Pensar Piauí

Um defunto sem vela: a tal frente ampla

A “frente ampla” apareceu como nova oportunidade de normalização do golpe, mas ela morreu

Foto: Boi TempoLuis Felipe Miguel
Luís Felipe Miguel

Por Luís Felipe Miguel, no Facebook

O grande problema do golpe sempre foi como encontrar o caminho para sua normalização. Isto é, como deixaria de ser o ato de força que foi e teria seu legado (em retrocesso de direitos, redução do Estado e rompimento de políticas igualitárias, desnacionalização da economia) incorporado de vez à vida nacional. No sonho dos golpistas, a normalização se daria com a eleição de Alckmin em 2018: um conservador que encarnava o programa dos retrocessos, mas que receberia o aval das urnas. O eleitorado, porém, não se dispôs a cumprir seu papel nesse script.

A “frente ampla” aparecia, então, como nova oportunidade de normalização do golpe.

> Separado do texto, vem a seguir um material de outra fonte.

//! Ethernet frame layering: Ethernet[/802.1Q] carrying IPv4/UDP, ARP or IPv6.
//!
//! Frames are decoded through `pnet` packet views into owned values the
//! relay can rewrite, then encoded back with fresh IPv4 and UDP checksums.

use std::net::Ipv4Addr;

use macaddr::MacAddr6;
use pnet::packet::arp::{ArpHardwareTypes, ArpOperation, ArpPacket, MutableArpPacket};
use pnet::packet::ethernet::{EtherType, EtherTypes, EthernetPacket, MutableEthernetPacket};
use pnet::packet::ip::IpNextHeaderProtocols;
use pnet::packet::ipv4::{self, Ipv4Packet, MutableIpv4Packet};
use pnet::packet::ipv6::Ipv6Packet;
use pnet::packet::udp::{self, MutableUdpPacket, UdpPacket};
use pnet::packet::vlan::{ClassOfService, MutableVlanPacket, VlanPacket};
use pnet::packet::{MutablePacket, Packet};
use pnet::util::MacAddr;

use crate::domain::VlanId;
use crate::error::FrameError;

const ETHERNET_HEADER_LEN: usize = 14;
const VLAN_TAG_LEN: usize = 4;
const IPV4_MIN_HEADER_LEN: usize = 20;
const UDP_HEADER_LEN: usize = 8;
const ARP_LEN: usize = 28;

/// A decoded Ethernet frame.
#[derive(Debug, Clone, PartialEq, Eq)]
pub struct EthernetFrame {
    pub destination: MacAddr6,
    pub source: MacAddr6,
    /// 802.1Q VLAN, or [`VlanId::NONE`] when the frame is untagged.
    pub vlan: VlanId,
    /// 802.1Q priority code point; ignored when untagged.
    pub priority: u8,
    pub payload: FramePayload,
}

#[derive(Debug, Clone, PartialEq, Eq)]
pub enum FramePayload {
    Ipv4(Ipv4Datagram),
    Ipv6(Ipv6Datagram),
    Arp(ArpMessage),
    /// Any other EtherType, kept raw.
    Other(u16, Vec<u8>),
}

#[derive(Debug, Clone, PartialEq, Eq)]
pub struct Ipv4Datagram {
    pub dscp: u8,
    pub ecn: u8,
    pub identification: u16,
    pub flags: u8,
    pub fragment_offset: u16,
    pub ttl: u8,
    pub protocol: u8,
    pub source: Ipv4Addr,
    pub destination: Ipv4Addr,
    /// Raw header options, a multiple of four bytes.
    pub options: Vec<u8>,
    pub payload: Ipv4Payload,
}

#[derive(Debug, Clone, PartialEq, Eq)]
pub enum Ipv4Payload {
    Udp(UdpDatagram),
    Other(Vec<u8>),
}

#[derive(Debug, Clone, PartialEq, Eq)]
pub struct UdpDatagram {
    pub source_port: u16,
    pub destination_port: u16,
    pub payload: Vec<u8>,
}

/// Just enough of an IPv6 packet to recognise DHCPv6.
#[derive(Debug, Clone, PartialEq, Eq)]
pub struct Ipv6Datagram {
    pub next_header: u8,
    /// (source, destination) ports when the payload is UDP.
    pub udp_ports: Option<(u16, u16)>,
    raw: Vec<u8>,
}

/// An Ethernet/IPv4 ARP message.
#[derive(Debug, Clone, PartialEq, Eq)]
pub struct ArpMessage {
    pub operation: ArpOperation,
    pub sender_mac: MacAddr6,
    pub sender_ip: Ipv4Addr,
    pub target_mac: MacAddr6,
    pub target_ip: Ipv4Addr,
}

impl EthernetFrame {
    /// Decode a raw frame.
    pub fn parse(data: &[u8]) -> Result<Self, FrameError> {
        let eth = EthernetPacket::new(data).ok_or(FrameError::Truncated { layer: "Ethernet" })?;
        let destination = MacAddr6::from(eth.get_destination().octets());
        let source = MacAddr6::from(eth.get_source().octets());

        if eth.get_ethertype() == EtherTypes::Vlan {
            let tag =
                VlanPacket::new(eth.payload()).ok_or(FrameError::Truncated { layer: "802.1Q" })?;
            // VID 4095 is reserved; treat it like an untagged frame.
            let vlan = VlanId::new(tag.get_vlan_identifier()).unwrap_or(VlanId::NONE);
            Ok(Self {
                destination,
                source,
                vlan,
                priority: tag.get_priority_code_point().0,
                payload: FramePayload::parse(tag.get_ethertype(), tag.payload())?,
            })
        } else {
            Ok(Self {
                destination,
                source,
                vlan: VlanId::NONE,
                priority: 0,
                payload: FramePayload::parse(eth.get_ethertype(), eth.payload())?,
            })
        }
    }

    /// Encode the frame, tagging it when `vlan` is set.
    pub fn to_bytes(&self) -> Result<Vec<u8>, FrameError> {
        let (ethertype, l3) = self.payload.encode()?;
        let header_len = match self.vlan.id() {
            Some(_) => ETHERNET_HEADER_LEN + VLAN_TAG_LEN,
            None => ETHERNET_HEADER_LEN,
        };

        let mut buf = vec![0u8; header_len + l3.len()];
        buf[header_len..].copy_from_slice(&l3);

        let mut eth = MutableEthernetPacket::new(&mut buf)
            .ok_or(FrameError::Encode { layer: "Ethernet" })?;
        eth.set_destination(MacAddr::from(self.destination.into_array()));
        eth.set_source(MacAddr::from(self.source.into_array()));

        match self.vlan.id() {
            Some(id) => {
                eth.set_ethertype(EtherTypes::Vlan);
                let mut tag = MutableVlanPacket::new(eth.payload_mut())
                    .ok_or(FrameError::Encode { layer: "802.1Q" })?;
                tag.set_priority_code_point(ClassOfService(self.priority & 0x07));
                tag.set_drop_eligible_indicator(0);
                tag.set_vlan_identifier(id);
                tag.set_ethertype(ethertype);
            }
            None => eth.set_ethertype(ethertype),
        }

        Ok(buf)
    }

    pub fn ipv4(&self) -> Option<&Ipv4Datagram> {
        match &self.payload {
            FramePayload::Ipv4(ip) => Some(ip),
            _ => None,
        }
    }

    pub fn ipv4_mut(&mut self) -> Option<&mut Ipv4Datagram> {
        match &mut self.payload {
            FramePayload::Ipv4(ip) => Some(ip),
            _ => None,
        }
    }

    pub fn udp(&self) -> Option<&UdpDatagram> {
        match &self.ipv4()?.payload {
            Ipv4Payload::Udp(udp) => Some(udp),
            Ipv4Payload::Other(_) => None,
        }
    }

    pub fn udp_mut(&mut self) -> Option<&mut UdpDatagram> {
        match &mut self.ipv4_mut()?.payload {
            Ipv4Payload::Udp(udp) => Some(udp),
            Ipv4Payload::Other(_) => None,
        }
    }

    pub fn arp(&self) -> Option<&ArpMessage> {
        match &self.payload {
            FramePayload::Arp(arp) => Some(arp),
            _ => None,
        }
    }
}

impl FramePayload {
    fn parse(ethertype: EtherType, data: &[u8]) -> Result<Self, FrameError> {
        Ok(match ethertype {
            EtherTypes::Ipv4 => FramePayload::Ipv4(Ipv4Datagram::parse(data)?),
            EtherTypes::Ipv6 => FramePayload::Ipv6(Ipv6Datagram::parse(data)?),
            EtherTypes::Arp => FramePayload::Arp(ArpMessage::parse(data)?),
            EtherType(other) => FramePayload::Other(other, data.to_vec()),
        })
    }

    fn encode(&self) -> Result<(EtherType, Vec<u8>), FrameError> {
        Ok(match self {
            FramePayload::Ipv4(ip) => (EtherTypes::Ipv4, ip.to_bytes()?),
            FramePayload::Ipv6(ip) => (EtherTypes::Ipv6, ip.raw.clone()),
            FramePayload::Arp(arp) => (EtherTypes::Arp, arp.to_bytes()?),
            FramePayload::Other(ethertype, raw) => (EtherType(*ethertype), raw.clone()),
        })
    }
}

impl Ipv4Datagram {
    fn parse(data: &[u8]) -> Result<Self, FrameError> {
        let ip = Ipv4Packet::new(data).ok_or(FrameError::Truncated { layer: "IPv4" })?;
        let header_len = ip.get_header_length() as usize * 4;
        if header_len < IPV4_MIN_HEADER_LEN {
            return Err(FrameError::BadIpv4Header(ip.get_header_length()));
        }
        if data.len() < header_len || (ip.get_total_length() as usize) > data.len() {
            return Err(FrameError::Truncated { layer: "IPv4" });
        }

        let payload = if ip.get_next_level_protocol() == IpNextHeaderProtocols::Udp {
            Ipv4Payload::Udp(UdpDatagram::parse(ip.payload())?)
        } else {
            Ipv4Payload::Other(ip.payload().to_vec())
        };

        Ok(Self {
            dscp: ip.get_dscp(),
            ecn: ip.get_ecn(),
            identification: ip.get_identification(),
            flags: ip.get_flags(),
            fragment_offset: ip.get_fragment_offset(),
            ttl: ip.get_ttl(),
            protocol: ip.get_next_level_protocol().0,
            source: ip.get_source(),
            destination: ip.get_destination(),
            options: data[IPV4_MIN_HEADER_LEN..header_len].to_vec(),
            payload,
        })
    }

    fn to_bytes(&self) -> Result<Vec<u8>, FrameError> {
        let l4 = match &self.payload {
            Ipv4Payload::Udp(udp) => udp.to_bytes(self.source, self.destination)?,
            Ipv4Payload::Other(raw) => raw.clone(),
        };
        let header_len = IPV4_MIN_HEADER_LEN + self.options.len();
        let total_len = header_len + l4.len();

        let mut buf = vec![0u8; total_len];
        buf[IPV4_MIN_HEADER_LEN..header_len].copy_from_slice(&self.options);
        buf[header_len..].copy_from_slice(&l4);

        let mut ip =
            MutableIpv4Packet::new(&mut buf).ok_or(FrameError::Encode { layer: "IPv4" })?;
        ip.set_version(4);
        ip.set_header_length((header_len / 4) as u8);
        ip.set_dscp(self.dscp);
        ip.set_ecn(self.ecn);
        ip.set_total_length(total_len as u16);
        ip.set_identification(self.identification);
        ip.set_flags(self.flags);
        ip.set_fragment_offset(self.fragment_offset);
        ip.set_ttl(self.ttl);
        ip.set_next_level_protocol(pnet::packet::ip::IpNextHeaderProtocol(self.protocol));
        ip.set_source(self.source);
        ip.set_destination(self.destination);
        ip.set_checksum(0);
        let checksum = ipv4::checksum(&ip.to_immutable());
        ip.set_checksum(checksum);

        Ok(buf)
    }

    pub fn udp(&self) -> Option<&UdpDatagram> {
        match &self.payload {
            Ipv4Payload::Udp(udp) => Some(udp),
            Ipv4Payload::Other(_) => None,
        }
    }
}

impl UdpDatagram {
    fn parse(data: &[u8]) -> Result<Self, FrameError> {
        let udp = UdpPacket::new(data).ok_or(FrameError::Truncated { layer: "UDP" })?;
        let declared = (udp.get_length() as usize).saturating_sub(UDP_HEADER_LEN);
        if declared > udp.payload().len() {
            return Err(FrameError::Truncated { layer: "UDP" });
        }
        Ok(Self {
            source_port: udp.get_source(),
            destination_port: udp.get_destination(),
            payload: udp.payload()[..declared].to_vec(),
        })
    }

    fn to_bytes(&self, source: Ipv4Addr, destination: Ipv4Addr) -> Result<Vec<u8>, FrameError> {
        let total_len = UDP_HEADER_LEN + self.payload.len();
        let mut buf = vec![0u8; total_len];
        buf[UDP_HEADER_LEN..].copy_from_slice(&self.payload);

        let mut udp = MutableUdpPacket::new(&mut buf).ok_or(FrameError::Encode { layer: "UDP" })?;
        udp.set_source(self.source_port);
        udp.set_destination(self.destination_port);
        udp.set_length(total_len as u16);
        udp.set_checksum(0);
        let checksum = udp::ipv4_checksum(&udp.to_immutable(), &source, &destination);
        udp.set_checksum(checksum);

        Ok(buf)
    }
}

impl Ipv6Datagram {
    fn parse(data: &[u8]) -> Result<Self, FrameError> {
        let ip = Ipv6Packet::new(data).ok_or(FrameError::Truncated { layer: "IPv6" })?;
        let next_header = ip.get_next_header();
        let udp_ports = if next_header == IpNextHeaderProtocols::Udp {
            UdpPacket::new(ip.payload()).map(|udp| (udp.get_source(), udp.get_destination()))
        } else {
            None
        };
        Ok(Self {
            next_header: next_header.0,
            udp_ports,
            raw: data.to_vec(),
        })
    }
}

impl ArpMessage {
    fn parse(data: &[u8]) -> Result<Self, FrameError> {
        let arp = ArpPacket::new(data).ok_or(FrameError::Truncated { layer: "ARP" })?;
        if arp.get_hardware_type() != ArpHardwareTypes::Ethernet
            || arp.get_protocol_type() != EtherTypes::Ipv4
            || arp.get_hw_addr_len() != 6
            || arp.get_proto_addr_len() != 4
        {
            return Err(FrameError::UnsupportedArp {
                hardware: arp.get_hw_addr_len(),
                protocol: arp.get_proto_addr_len(),
            });
        }
        Ok(Self {
            operation: arp.get_operation(),
            sender_mac: MacAddr6::from(arp.get_sender_hw_addr().octets()),
            sender_ip: arp.get_sender_proto_addr(),
            target_mac: MacAddr6::from(arp.get_target_hw_addr().octets()),
            target_ip: arp.get_target_proto_addr(),
        })
    }

    fn to_bytes(&self) -> Result<Vec<u8>, FrameError> {
        let mut buf = vec![0u8; ARP_LEN];
        let mut arp = MutableArpPacket::new(&mut buf).ok_or(FrameError::Encode { layer: "ARP" })?;
        arp.set_hardware_type(ArpHardwareTypes::Ethernet);
        arp.set_protocol_type(EtherTypes::Ipv4);
        arp.set_hw_addr_len(6);
        arp.set_proto_addr_len(4);
        arp.set_operation(self.operation);
        arp.set_sender_hw_addr(MacAddr::from(self.sender_mac.into_array()));
        arp.set_sender_proto_addr(self.sender_ip);
        arp.set_target_hw_addr(MacAddr::from(self.target_mac.into_array()));
        arp.set_target_proto_addr(self.target_ip);
        Ok(buf)
    }
}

Ao fazer com que a esquerda brasileira aceitasse ficar a reboque da direita “civilizada”, abrindo mão de toda a sua agenda em nome nem sequer da democracia representativa, mas simplesmente de um regime menos iliberal, Bolsonaro cumpriria seu último serviço aos golpistas de 2016: ser o bode na sala.

Depois de algum tempo, incluindo uma fracassada manifestação virtual pela “democracia” que programara intervenção até de Michel Temer, a frente murchou. Houve a oposição vigorosa de setores da esquerda, incluindo, com destaque, os ex-presidentes Lula e Dilma Rousseff. Mas, sobretudo, ela deixou de ser útil para a parte da direita que a animara – por ter cumprido uma boa parte daquilo a que se destinava.

A queda de Bolsonaro nunca foi o único resultado esperado dessa movimentação. A outra opção era domesticar o ex-capitão. Menos de duas semanas após a divulgação do manifesto, o presidente nacional do PSDB já descartava a possibilidade de impeachment – logo ele, que fora resgatado do baixo clero parlamentar pelo acaso de ter dado o voto decisivo no impeachment fraudulento que destituiu Dilma Rousseff. Mais do que esse canto de sereia, o que moveu Bolsonaro na direção desejada foi a prisão de Fabrício Queiroz, que o fragilizou e fez com que baixasse o tom em suas disputas com o Legislativo e o Judiciário. Em setembro, às vésperas de encerrar seu constrangedor mandato como presidente do STF, Dias Toffoli sacramentou o grande acordo nacional, declarando: “Nunca vi atitude de Bolsonaro contra democracia”.

O presidente fala um pouco menos. Os cargos para o Centrão são liberados. Em especial, ele parece estar entendendo que o mandato não é só dele, mas do conjunto de forças que permitiu que ele chegasse lá.

Mas nada nas políticas concretas do governo mudou. A pandemia prossegue descontrolada, e enquanto a prometida vacina – russa, chinesa ou inglesa – não vier, a única coisa que a freia é a diminuição do estoque de potenciais infectados. A devastação ambiental está no auge. Os indícios das práticas corruptas de Bolsonaro e de sua família não param de crescer. O boicote à educação e à ciência é permanente. Agressões grotescas aos direitos das mulheres, dos povos indígenas, da população negra, da comunidade LGBT, ocorrem todos os dias.

Mas parece que chegamos a uma nova “normalidade”. Mesmo os órgãos de imprensa hostilizados por Bolsonaro, um presidente que tem (como é evidente sobretudo no caso do Grupo Globo) trabalhado para miná-los financeiramente, cuidam em primeiro lugar de não prejudicar a “agenda positiva” do governo: privatizações, destruição do Estado por meio da reforma administrativa, precarização generalizada nas relações de trabalho.

A resistência ao governo Bolsonaro será protagonizada pela classe trabalhadora e demais grupos dominados. Setores insatisfeitos das classes dominantes podem dar apoio pontual aqui e ali – o apoio é tão pontual quanto são pontuais suas insatisfações. Atrelar a nossa estratégia à deles, subordinar a nossa agenda à deles, é o caminho certo para a derrota. A morte, desde o princípio anunciada, da “frente ampla” serve de lição.